### Work to complete
From the listing below, count the lines where the string "enum" occurs. Give the number, with no other words.

### Excerpted data
★ ★ ★ ★ ★ ★ ★

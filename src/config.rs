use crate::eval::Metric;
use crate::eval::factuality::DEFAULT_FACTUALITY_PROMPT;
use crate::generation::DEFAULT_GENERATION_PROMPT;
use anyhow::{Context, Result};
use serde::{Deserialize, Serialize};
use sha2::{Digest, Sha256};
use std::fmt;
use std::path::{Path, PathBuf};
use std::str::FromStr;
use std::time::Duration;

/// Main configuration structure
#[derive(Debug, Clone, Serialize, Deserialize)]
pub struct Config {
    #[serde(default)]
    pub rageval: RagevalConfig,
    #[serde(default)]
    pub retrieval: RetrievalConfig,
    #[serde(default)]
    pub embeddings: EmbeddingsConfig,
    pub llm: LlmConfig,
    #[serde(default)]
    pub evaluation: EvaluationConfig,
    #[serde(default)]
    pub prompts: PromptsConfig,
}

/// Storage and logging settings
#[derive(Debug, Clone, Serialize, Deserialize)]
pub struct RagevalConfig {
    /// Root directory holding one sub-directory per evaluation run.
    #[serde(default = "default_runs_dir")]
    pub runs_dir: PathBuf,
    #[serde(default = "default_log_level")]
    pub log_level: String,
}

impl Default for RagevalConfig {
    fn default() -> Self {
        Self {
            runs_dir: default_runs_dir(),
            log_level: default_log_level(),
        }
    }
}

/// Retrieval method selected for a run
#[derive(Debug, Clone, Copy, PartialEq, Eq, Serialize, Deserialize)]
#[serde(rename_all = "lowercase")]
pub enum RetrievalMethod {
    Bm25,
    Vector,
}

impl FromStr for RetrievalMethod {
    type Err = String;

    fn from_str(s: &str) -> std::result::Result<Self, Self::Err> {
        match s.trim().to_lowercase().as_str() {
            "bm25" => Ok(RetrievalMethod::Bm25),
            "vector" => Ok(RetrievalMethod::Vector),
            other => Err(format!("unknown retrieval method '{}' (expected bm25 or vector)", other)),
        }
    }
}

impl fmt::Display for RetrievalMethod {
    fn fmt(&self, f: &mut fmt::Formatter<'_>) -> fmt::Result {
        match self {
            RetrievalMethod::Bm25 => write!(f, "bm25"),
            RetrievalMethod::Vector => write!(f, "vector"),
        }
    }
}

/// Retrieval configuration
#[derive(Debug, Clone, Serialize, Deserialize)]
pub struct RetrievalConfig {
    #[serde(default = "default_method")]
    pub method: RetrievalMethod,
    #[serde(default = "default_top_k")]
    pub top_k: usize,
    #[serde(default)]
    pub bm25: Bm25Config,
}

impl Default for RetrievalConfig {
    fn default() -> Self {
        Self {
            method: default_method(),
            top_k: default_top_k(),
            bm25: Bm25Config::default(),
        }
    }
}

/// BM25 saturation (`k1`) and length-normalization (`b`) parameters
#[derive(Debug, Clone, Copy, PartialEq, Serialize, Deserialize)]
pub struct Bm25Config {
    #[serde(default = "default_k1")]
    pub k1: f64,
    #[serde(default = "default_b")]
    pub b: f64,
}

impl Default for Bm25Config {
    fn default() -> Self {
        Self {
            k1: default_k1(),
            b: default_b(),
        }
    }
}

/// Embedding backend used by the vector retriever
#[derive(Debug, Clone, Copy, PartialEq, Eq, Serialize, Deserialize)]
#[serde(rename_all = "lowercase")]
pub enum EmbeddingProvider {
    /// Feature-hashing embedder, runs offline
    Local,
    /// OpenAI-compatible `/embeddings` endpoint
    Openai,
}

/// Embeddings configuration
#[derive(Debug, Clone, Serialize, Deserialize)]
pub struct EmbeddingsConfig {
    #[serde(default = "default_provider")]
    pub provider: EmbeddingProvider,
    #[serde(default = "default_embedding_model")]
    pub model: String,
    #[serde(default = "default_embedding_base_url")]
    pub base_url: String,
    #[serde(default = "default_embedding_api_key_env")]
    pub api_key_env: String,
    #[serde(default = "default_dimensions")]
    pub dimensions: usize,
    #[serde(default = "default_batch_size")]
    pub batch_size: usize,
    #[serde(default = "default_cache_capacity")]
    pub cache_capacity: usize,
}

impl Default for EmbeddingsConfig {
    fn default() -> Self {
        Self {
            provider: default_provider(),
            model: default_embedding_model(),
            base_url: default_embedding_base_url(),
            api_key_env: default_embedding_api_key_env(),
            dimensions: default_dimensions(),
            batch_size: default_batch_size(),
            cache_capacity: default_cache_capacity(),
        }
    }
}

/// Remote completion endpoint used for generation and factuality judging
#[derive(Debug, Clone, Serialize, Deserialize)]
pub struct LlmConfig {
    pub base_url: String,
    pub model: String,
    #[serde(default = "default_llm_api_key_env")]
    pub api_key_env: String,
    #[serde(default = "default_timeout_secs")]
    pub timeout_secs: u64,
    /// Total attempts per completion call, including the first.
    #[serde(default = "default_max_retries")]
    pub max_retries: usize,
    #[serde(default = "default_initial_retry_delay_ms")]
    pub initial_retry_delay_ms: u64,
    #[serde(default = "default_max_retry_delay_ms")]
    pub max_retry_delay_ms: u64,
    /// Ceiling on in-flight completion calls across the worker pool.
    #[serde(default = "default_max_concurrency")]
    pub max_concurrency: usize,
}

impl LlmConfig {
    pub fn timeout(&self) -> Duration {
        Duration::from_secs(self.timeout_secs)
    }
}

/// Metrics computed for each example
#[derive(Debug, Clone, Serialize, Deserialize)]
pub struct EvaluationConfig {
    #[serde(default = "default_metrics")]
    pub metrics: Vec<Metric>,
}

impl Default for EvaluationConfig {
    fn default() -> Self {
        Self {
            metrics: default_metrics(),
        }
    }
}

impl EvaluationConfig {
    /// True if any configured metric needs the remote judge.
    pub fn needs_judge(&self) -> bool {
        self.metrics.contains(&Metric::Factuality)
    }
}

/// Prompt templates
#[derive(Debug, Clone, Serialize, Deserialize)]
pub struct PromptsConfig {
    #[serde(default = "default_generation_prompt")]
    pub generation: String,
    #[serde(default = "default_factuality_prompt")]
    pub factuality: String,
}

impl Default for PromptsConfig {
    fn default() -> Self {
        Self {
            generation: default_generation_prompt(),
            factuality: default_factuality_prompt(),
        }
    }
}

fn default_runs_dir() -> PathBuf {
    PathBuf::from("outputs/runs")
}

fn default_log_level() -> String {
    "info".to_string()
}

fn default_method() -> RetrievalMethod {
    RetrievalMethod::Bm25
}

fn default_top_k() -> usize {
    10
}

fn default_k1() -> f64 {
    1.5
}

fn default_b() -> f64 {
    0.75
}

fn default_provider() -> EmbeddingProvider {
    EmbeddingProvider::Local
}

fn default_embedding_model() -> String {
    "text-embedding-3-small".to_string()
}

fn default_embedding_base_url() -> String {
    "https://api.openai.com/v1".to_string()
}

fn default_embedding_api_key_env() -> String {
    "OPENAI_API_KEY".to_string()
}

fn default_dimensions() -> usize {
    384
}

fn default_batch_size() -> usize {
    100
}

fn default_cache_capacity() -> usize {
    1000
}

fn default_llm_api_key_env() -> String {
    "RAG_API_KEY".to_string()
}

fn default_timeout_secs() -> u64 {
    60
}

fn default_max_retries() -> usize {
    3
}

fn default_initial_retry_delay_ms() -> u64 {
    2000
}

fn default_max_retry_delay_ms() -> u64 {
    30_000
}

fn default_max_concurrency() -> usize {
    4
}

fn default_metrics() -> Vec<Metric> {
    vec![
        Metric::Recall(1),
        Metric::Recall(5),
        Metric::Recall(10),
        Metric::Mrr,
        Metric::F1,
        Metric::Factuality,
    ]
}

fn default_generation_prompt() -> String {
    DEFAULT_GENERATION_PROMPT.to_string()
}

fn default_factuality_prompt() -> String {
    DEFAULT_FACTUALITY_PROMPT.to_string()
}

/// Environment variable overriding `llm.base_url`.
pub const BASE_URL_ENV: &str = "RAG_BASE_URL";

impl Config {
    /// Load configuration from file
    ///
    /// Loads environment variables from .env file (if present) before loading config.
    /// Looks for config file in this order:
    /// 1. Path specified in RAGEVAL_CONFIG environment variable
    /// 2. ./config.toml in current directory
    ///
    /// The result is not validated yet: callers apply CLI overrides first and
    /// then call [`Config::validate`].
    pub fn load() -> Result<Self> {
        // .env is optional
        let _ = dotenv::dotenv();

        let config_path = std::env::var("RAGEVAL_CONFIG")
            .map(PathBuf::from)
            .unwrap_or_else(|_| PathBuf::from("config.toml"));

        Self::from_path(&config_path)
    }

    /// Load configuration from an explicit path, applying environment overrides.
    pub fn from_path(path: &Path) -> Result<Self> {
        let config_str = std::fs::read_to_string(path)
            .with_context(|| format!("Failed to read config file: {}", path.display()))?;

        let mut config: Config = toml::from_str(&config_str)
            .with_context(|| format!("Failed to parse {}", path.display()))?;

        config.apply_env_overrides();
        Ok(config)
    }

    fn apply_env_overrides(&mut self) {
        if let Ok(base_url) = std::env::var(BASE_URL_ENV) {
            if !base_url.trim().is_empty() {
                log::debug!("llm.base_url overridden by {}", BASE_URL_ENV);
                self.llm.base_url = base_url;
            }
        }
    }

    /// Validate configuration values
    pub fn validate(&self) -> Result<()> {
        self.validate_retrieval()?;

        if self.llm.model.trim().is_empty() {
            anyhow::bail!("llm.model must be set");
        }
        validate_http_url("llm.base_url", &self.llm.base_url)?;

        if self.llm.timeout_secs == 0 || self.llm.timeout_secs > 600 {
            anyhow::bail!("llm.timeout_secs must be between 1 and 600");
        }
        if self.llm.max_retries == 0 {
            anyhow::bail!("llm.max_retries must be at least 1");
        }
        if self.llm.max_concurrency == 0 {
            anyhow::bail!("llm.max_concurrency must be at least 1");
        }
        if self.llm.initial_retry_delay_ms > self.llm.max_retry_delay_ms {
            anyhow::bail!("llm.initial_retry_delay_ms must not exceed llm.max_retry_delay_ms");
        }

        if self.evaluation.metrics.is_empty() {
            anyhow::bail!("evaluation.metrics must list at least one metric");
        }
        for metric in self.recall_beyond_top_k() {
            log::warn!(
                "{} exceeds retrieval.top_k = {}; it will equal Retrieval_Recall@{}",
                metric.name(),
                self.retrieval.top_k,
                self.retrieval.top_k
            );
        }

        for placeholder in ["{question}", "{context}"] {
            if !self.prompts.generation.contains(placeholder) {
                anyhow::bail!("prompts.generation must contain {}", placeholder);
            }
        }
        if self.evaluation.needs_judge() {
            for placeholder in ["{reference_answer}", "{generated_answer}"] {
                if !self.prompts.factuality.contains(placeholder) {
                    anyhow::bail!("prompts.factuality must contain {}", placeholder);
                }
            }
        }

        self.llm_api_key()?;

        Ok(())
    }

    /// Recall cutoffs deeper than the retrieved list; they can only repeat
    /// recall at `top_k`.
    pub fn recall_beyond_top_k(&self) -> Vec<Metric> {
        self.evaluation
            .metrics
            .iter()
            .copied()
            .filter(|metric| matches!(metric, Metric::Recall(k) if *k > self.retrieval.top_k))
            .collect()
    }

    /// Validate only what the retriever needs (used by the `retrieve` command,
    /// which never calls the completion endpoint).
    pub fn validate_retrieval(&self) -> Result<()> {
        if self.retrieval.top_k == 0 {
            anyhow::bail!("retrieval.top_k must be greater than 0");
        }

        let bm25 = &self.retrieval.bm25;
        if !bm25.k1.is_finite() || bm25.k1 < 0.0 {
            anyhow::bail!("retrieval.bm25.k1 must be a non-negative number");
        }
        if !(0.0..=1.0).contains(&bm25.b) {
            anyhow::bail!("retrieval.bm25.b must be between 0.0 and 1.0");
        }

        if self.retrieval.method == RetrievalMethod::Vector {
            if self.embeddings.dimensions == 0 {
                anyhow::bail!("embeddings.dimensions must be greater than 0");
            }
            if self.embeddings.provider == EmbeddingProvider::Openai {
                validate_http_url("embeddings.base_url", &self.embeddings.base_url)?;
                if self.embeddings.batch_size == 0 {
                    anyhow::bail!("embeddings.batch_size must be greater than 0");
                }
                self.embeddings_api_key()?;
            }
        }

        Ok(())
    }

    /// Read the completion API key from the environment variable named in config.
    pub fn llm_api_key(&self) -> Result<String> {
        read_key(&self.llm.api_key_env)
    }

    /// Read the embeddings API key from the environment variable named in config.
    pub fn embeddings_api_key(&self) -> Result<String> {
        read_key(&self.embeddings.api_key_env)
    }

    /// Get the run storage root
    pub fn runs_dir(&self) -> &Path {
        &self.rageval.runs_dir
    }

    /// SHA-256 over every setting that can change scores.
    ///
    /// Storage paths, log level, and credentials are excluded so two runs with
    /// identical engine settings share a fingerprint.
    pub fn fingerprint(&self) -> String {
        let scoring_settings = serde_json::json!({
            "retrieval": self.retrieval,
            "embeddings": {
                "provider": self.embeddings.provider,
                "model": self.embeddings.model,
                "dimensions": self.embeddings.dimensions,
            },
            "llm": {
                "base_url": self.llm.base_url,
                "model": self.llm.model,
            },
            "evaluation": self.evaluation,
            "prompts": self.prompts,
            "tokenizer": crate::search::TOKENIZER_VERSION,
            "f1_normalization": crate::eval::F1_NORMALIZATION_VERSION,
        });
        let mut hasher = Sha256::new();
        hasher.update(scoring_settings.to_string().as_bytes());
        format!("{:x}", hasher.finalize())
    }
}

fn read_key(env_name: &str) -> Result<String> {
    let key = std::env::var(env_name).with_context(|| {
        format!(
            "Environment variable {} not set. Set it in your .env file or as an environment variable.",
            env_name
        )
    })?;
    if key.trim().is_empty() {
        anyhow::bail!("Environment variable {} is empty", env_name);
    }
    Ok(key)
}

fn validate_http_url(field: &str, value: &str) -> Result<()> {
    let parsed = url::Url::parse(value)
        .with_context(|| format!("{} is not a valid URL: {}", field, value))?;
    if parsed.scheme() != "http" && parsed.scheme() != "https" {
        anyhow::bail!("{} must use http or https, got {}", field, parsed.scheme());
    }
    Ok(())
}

★ ★ ★ ★ ★ ★ ★

### Reply
2